Stored data:
++++++++++++++++++++
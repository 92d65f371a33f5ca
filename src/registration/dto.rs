use serde::{Deserialize, Serialize};

#[derive(Debug, Deserialize)]
pub struct EmailRequest {
    pub email: String,
}

#[derive(Debug, Deserialize)]
pub struct CodeRequest {
    pub email: String,
    pub code: String,
}

#[derive(Debug, Serialize)]
pub struct VerifyCodeResponse {
    pub valid: bool,
    pub message: String,
    pub remaining_attempts: u32,
}

#[derive(Debug, Serialize)]
pub struct ResendResponse {
    pub message: String,
    #[serde(skip_serializing_if = "Option::is_none")]
    pub seconds_remaining: Option<i64>,
}
use serde::Serialize;
use time::{Date, OffsetDateTime};
use uuid::Uuid;

use crate::users::repo_types::{Gender, User, UserRole};

/// How much of a user record a reader may see.
#[derive(Debug, Clone, Copy, PartialEq, Eq, PartialOrd, Ord)]
pub enum ViewScope {
    Public,
    /// Company and recruiter linked by an active assignment.
    Associate,
    /// The user themself, an admin, or a sibling service.
    Full,
}

#[derive(Debug, Clone, Copy)]
pub enum Requester<'a> {
    User(&'a User),
    InternalService,
}

/// `associated` is whether an active recruiter link joins requester and target.
pub fn view_scope(requester: Requester<'_>, target: &User, associated: bool) -> ViewScope {
    match requester {
        Requester::InternalService => ViewScope::Full,
        Requester::User(me) if me.id == target.id || me.role == UserRole::Admin => ViewScope::Full,
        Requester::User(_) if associated => ViewScope::Associate,
        _ => ViewScope::Public,
    }
}

#[derive(Debug, Clone, Serialize, PartialEq)]
pub struct UserView {
    pub id: Uuid,
    pub role: UserRole,
    pub name: String,
    pub verified: bool,
    #[serde(skip_serializing_if = "Option::is_none")]
    pub surname: Option<String>,
    #[serde(skip_serializing_if = "Option::is_none")]
    pub description: Option<String>,
    #[serde(skip_serializing_if = "Option::is_none")]
    pub profile_picture: Option<String>,

    #[serde(skip_serializing_if = "Option::is_none")]
    pub email: Option<String>,
    #[serde(skip_serializing_if = "Option::is_none")]
    pub gender: Option<Gender>,
    #[serde(skip_serializing_if = "Option::is_none")]
    pub cv_filename: Option<String>,

    #[serde(skip_serializing_if = "Option::is_none")]
    pub email_verified: Option<bool>,
    #[serde(skip_serializing_if = "Option::is_none")]
    pub birth_date: Option<Date>,
    #[serde(skip_serializing_if = "Option::is_none")]
    pub cv_analysis: Option<serde_json::Value>,
    #[serde(
        skip_serializing_if = "Option::is_none",
        with = "time::serde::rfc3339::option"
    )]
    pub created_at: Option<OffsetDateTime>,
}

pub fn project(scope: ViewScope, user: &User) -> UserView {
    let associate = scope >= ViewScope::Associate;
    let full = scope == ViewScope::Full;
    UserView {
        id: user.id,
        role: user.role,
        name: user.name.clone(),
        verified: user.verified,
        surname: user.surname.clone(),
        description: user.description.clone(),
        profile_picture: user.profile_picture.clone(),
        email: associate.then(|| user.email.clone()),
        gender: user.gender.filter(|_| associate),
        cv_filename: user.cv_filename.clone().filter(|_| associate),
        email_verified: full.then_some(user.email_verified),
        birth_date: user.birth_date.filter(|_| full),
        cv_analysis: user.cv_analysis.clone().filter(|_| full),
        created_at: full.then_some(user.created_at),
    }
}
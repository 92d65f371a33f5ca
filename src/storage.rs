use std::path::{Path, PathBuf};

use anyhow::Context;
use async_trait::async_trait;
use aws_config::{defaults, BehaviorVersion};
use aws_credential_types::Credentials;
use aws_sdk_s3::{
    config::{Builder as S3ConfigBuilder, Region},
    Client,
};
use aws_smithy_types::byte_stream::ByteStream;
use bytes::Bytes;
use time::OffsetDateTime;
use tracing::debug;

/// Named file areas. Temporary areas hold uploads of unconfirmed
/// registrations, permanent areas hold files of promoted users.
#[derive(Debug, Clone, Copy, PartialEq, Eq, Hash)]
pub enum FileArea {
    CvTemp,
    CvPermanent,
    PictureTemp,
    PicturePermanent,
}

impl FileArea {
    pub const TEMP: [FileArea; 2] = [FileArea::CvTemp, FileArea::PictureTemp];

    pub fn as_str(self) -> &'static str {
        match self {
            FileArea::CvTemp => "cv-temp",
            FileArea::CvPermanent => "cv-permanent",
            FileArea::PictureTemp => "picture-temp",
            FileArea::PicturePermanent => "picture-permanent",
        }
    }
}

/// A file listed from an area.
#[derive(Debug, Clone)]
pub struct StoredObject {
    pub name: String,
    pub modified_at: Option<OffsetDateTime>,
}

#[async_trait]
pub trait FileStore: Send + Sync {
    async fn put_object(
        &self,
        area: FileArea,
        name: &str,
        body: Bytes,
        content_type: &str,
    ) -> anyhow::Result<()>;
    /// Moves `name` from one area to another under `new_name`.
    async fn move_object(
        &self,
        from: FileArea,
        name: &str,
        to: FileArea,
        new_name: &str,
    ) -> anyhow::Result<()>;
    /// Returns whether anything was deleted.
    async fn delete_object(&self, area: FileArea, name: &str) -> anyhow::Result<bool>;
    async fn exists(&self, area: FileArea, name: &str) -> anyhow::Result<bool>;
    async fn list(&self, area: FileArea) -> anyhow::Result<Vec<StoredObject>>;
}

/// Rejects names that could escape their area.
fn check_name(name: &str) -> anyhow::Result<()> {
    anyhow::ensure!(
        !name.is_empty()
            && !name.contains('/')
            && !name.contains('\\')
            && name != "."
            && name != "..",
        "invalid object name {:?}",
        name
    );
    Ok(())
}

// ---- local disk ----

#[derive(Clone)]
pub struct LocalFileStore {
    root: PathBuf,
}

impl LocalFileStore {
    pub async fn new(root: impl Into<PathBuf>) -> anyhow::Result<Self> {
        let root = root.into();
        for area in [
            FileArea::CvTemp,
            FileArea::CvPermanent,
            FileArea::PictureTemp,
            FileArea::PicturePermanent,
        ] {
            let dir = root.join(area.as_str());
            tokio::fs::create_dir_all(&dir)
                .await
                .with_context(|| format!("create storage dir {}", dir.display()))?;
        }
        Ok(Self { root })
    }

    pub fn area_dir(&self, area: FileArea) -> PathBuf {
        self.root.join(area.as_str())
    }

    fn path(&self, area: FileArea, name: &str) -> anyhow::Result<PathBuf> {
        check_name(name)?;
        Ok(self.area_dir(area).join(name))
    }
}

#[async_trait]
impl FileStore for LocalFileStore {
    async fn put_object(
        &self,
        area: FileArea,
        name: &str,
        body: Bytes,
        _content_type: &str,
    ) -> anyhow::Result<()> {
        let path = self.path(area, name)?;
        tokio::fs::write(&path, &body)
            .await
            .with_context(|| format!("write {}", path.display()))?;
        debug!(area = area.as_str(), name, bytes = body.len(), "file stored");
        Ok(())
    }

    async fn move_object(
        &self,
        from: FileArea,
        name: &str,
        to: FileArea,
        new_name: &str,
    ) -> anyhow::Result<()> {
        let src = self.path(from, name)?;
        let dst = self.path(to, new_name)?;
        tokio::fs::rename(&src, &dst)
            .await
            .with_context(|| format!("rename {} -> {}", src.display(), dst.display()))?;
        Ok(())
    }

    async fn delete_object(&self, area: FileArea, name: &str) -> anyhow::Result<bool> {
        let path = self.path(area, name)?;
        match tokio::fs::remove_file(&path).await {
            Ok(()) => Ok(true),
            Err(e) if e.kind() == std::io::ErrorKind::NotFound => Ok(false),
            Err(e) => Err(e).with_context(|| format!("remove {}", path.display())),
        }
    }

    async fn exists(&self, area: FileArea, name: &str) -> anyhow::Result<bool> {
        let path = self.path(area, name)?;
        Ok(tokio::fs::try_exists(&path).await.unwrap_or(false))
    }

    async fn list(&self, area: FileArea) -> anyhow::Result<Vec<StoredObject>> {
        list_dir(&self.area_dir(area)).await
    }
}

async fn list_dir(dir: &Path) -> anyhow::Result<Vec<StoredObject>> {
    let mut out = Vec::new();
    let mut rd = tokio::fs::read_dir(dir)
        .await
        .with_context(|| format!("read dir {}", dir.display()))?;
    while let Some(entry) = rd.next_entry().await? {
        let meta = match entry.metadata().await {
            Ok(m) if m.is_file() => m,
            _ => continue,
        };
        let Some(name) = entry.file_name().to_str().map(str::to_owned) else {
            continue;
        };
        out.push(StoredObject {
            name,
            modified_at: meta.modified().ok().map(OffsetDateTime::from),
        });
    }
    Ok(out)
}

// ---- S3 / MinIO ----

#[derive(Clone)]
pub struct S3FileStore {
    client: Client,
    bucket: String,
}

impl S3FileStore {
    pub async fn new(
        endpoint: &str,
        bucket: &str,
        access_key: &str,
        secret_key: &str,
        region: &str,
    ) -> anyhow::Result<Self> {
        let shared = defaults(BehaviorVersion::latest())
            .region(Region::new(region.to_string()))
            .credentials_provider(Credentials::new(
                access_key, secret_key, None, None, "static",
            ))
            .endpoint_url(endpoint)
            .load()
            .await;

        let conf = S3ConfigBuilder::from(&shared)
            .endpoint_url(endpoint)
            .force_path_style(true)
            .build();

        Ok(Self {
            client: Client::from_conf(conf),
            bucket: bucket.to_string(),
        })
    }

    fn key(area: FileArea, name: &str) -> anyhow::Result<String> {
        check_name(name)?;
        Ok(format!("{}/{}", area.as_str(), name))
    }
}

#[async_trait]
impl FileStore for S3FileStore {
    async fn put_object(
        &self,
        area: FileArea,
        name: &str,
        body: Bytes,
        content_type: &str,
    ) -> anyhow::Result<()> {
        let key = Self::key(area, name)?;
        self.client
            .put_object()
            .bucket(&self.bucket)
            .key(&key)
            .body(ByteStream::from(body))
            .content_type(content_type)
            .send()
            .await
            .context("s3 put_object")?;
        Ok(())
    }

    async fn move_object(
        &self,
        from: FileArea,
        name: &str,
        to: FileArea,
        new_name: &str,
    ) -> anyhow::Result<()> {
        let src = Self::key(from, name)?;
        let dst = Self::key(to, new_name)?;
        self.client
            .copy_object()
            .bucket(&self.bucket)
            .copy_source(format!("{}/{}", self.bucket, src))
            .key(&dst)
            .send()
            .await
            .context("s3 copy_object")?;
        self.client
            .delete_object()
            .bucket(&self.bucket)
            .key(&src)
            .send()
            .await
            .context("s3 delete_object")?;
        Ok(())
    }

    async fn delete_object(&self, area: FileArea, name: &str) -> anyhow::Result<bool> {
        if !self.exists(area, name).await? {
            return Ok(false);
        }
        let key = Self::key(area, name)?;
        self.client
            .delete_object()
            .bucket(&self.bucket)
            .key(&key)
            .send()
            .await
            .context("s3 delete_object")?;
        Ok(true)
    }

    async fn exists(&self, area: FileArea, name: &str) -> anyhow::Result<bool> {
        let key = Self::key(area, name)?;
        match self
            .client
            .head_object()
            .bucket(&self.bucket)
            .key(&key)
            .send()
            .await
        {
            Ok(_) => Ok(true),
            Err(e) if e.as_service_error().is_some_and(|se| se.is_not_found()) => Ok(false),
            Err(e) => Err(e).context("s3 head_object"),
        }
    }

    async fn list(&self, area: FileArea) -> anyhow::Result<Vec<StoredObject>> {
        let prefix = format!("{}/", area.as_str());
        let mut out = Vec::new();
        let mut token: Option<String> = None;
        loop {
            let page = self
                .client
                .list_objects_v2()
                .bucket(&self.bucket)
                .prefix(&prefix)
                .set_continuation_token(token.take())
                .send()
                .await
                .context("s3 list_objects_v2")?;
            for obj in page.contents() {
                let Some(name) = obj.key().and_then(|k| k.strip_prefix(&prefix)) else {
                    continue;
                };
                let modified_at = obj
                    .last_modified()
                    .and_then(|t| OffsetDateTime::from_unix_timestamp(t.secs()).ok());
                out.push(StoredObject {
                    name: name.to_string(),
                    modified_at,
                });
            }
            match page.next_continuation_token() {
                Some(t) => token = Some(t.to_string()),
                None => break,
            }
        }
        Ok(out)
    }
}

#[cfg(test)]
mod storage_tests {
    use super::*;

    #[tokio::test]
    async fn local_store_put_move_delete() {
        let dir = tempfile::tempdir().unwrap();
        let store = LocalFileStore::new(dir.path()).await.unwrap();

        store
            .put_object(FileArea::CvTemp, "a.pdf", Bytes::from_static(b"%PDF-1.4"), "application/pdf")
            .await
            .unwrap();
        assert!(store.exists(FileArea::CvTemp, "a.pdf").await.unwrap());

        store
            .move_object(FileArea::CvTemp, "a.pdf", FileArea::CvPermanent, "b.pdf")
            .await
            .unwrap();
        assert!(!store.exists(FileArea::CvTemp, "a.pdf").await.unwrap());
        assert!(store.exists(FileArea::CvPermanent, "b.pdf").await.unwrap());

        assert!(store.delete_object(FileArea::CvPermanent, "b.pdf").await.unwrap());
        assert!(!store.delete_object(FileArea::CvPermanent, "b.pdf").await.unwrap());
    }

    #[tokio::test]
    async fn local_store_lists_only_its_area() {
        let dir = tempfile::tempdir().unwrap();
        let store = LocalFileStore::new(dir.path()).await.unwrap();
        store
            .put_object(FileArea::PictureTemp, "p.png", Bytes::from_static(b"x"), "image/png")
            .await
            .unwrap();
        store
            .put_object(FileArea::CvTemp, "c.pdf", Bytes::from_static(b"x"), "application/pdf")
            .await
            .unwrap();

        let listed = store.list(FileArea::PictureTemp).await.unwrap();
        assert_eq!(listed.len(), 1);
        assert_eq!(listed[0].name, "p.png");
        assert!(listed[0].modified_at.is_some());
    }

    #[tokio::test]
    async fn rejects_path_traversal_names() {
        let dir = tempfile::tempdir().unwrap();
        let store = LocalFileStore::new(dir.path()).await.unwrap();
        assert!(store
            .put_object(FileArea::CvTemp, "../escape.pdf", Bytes::new(), "application/pdf")
            .await
            .is_err());
        assert!(store.exists(FileArea::CvTemp, "..").await.is_err());
    }
}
++++++++++++++++++++
» Problem description: Tally of lines with the word "rename": work out how many lines in the records hold it, and give that number only.

» Result below: 2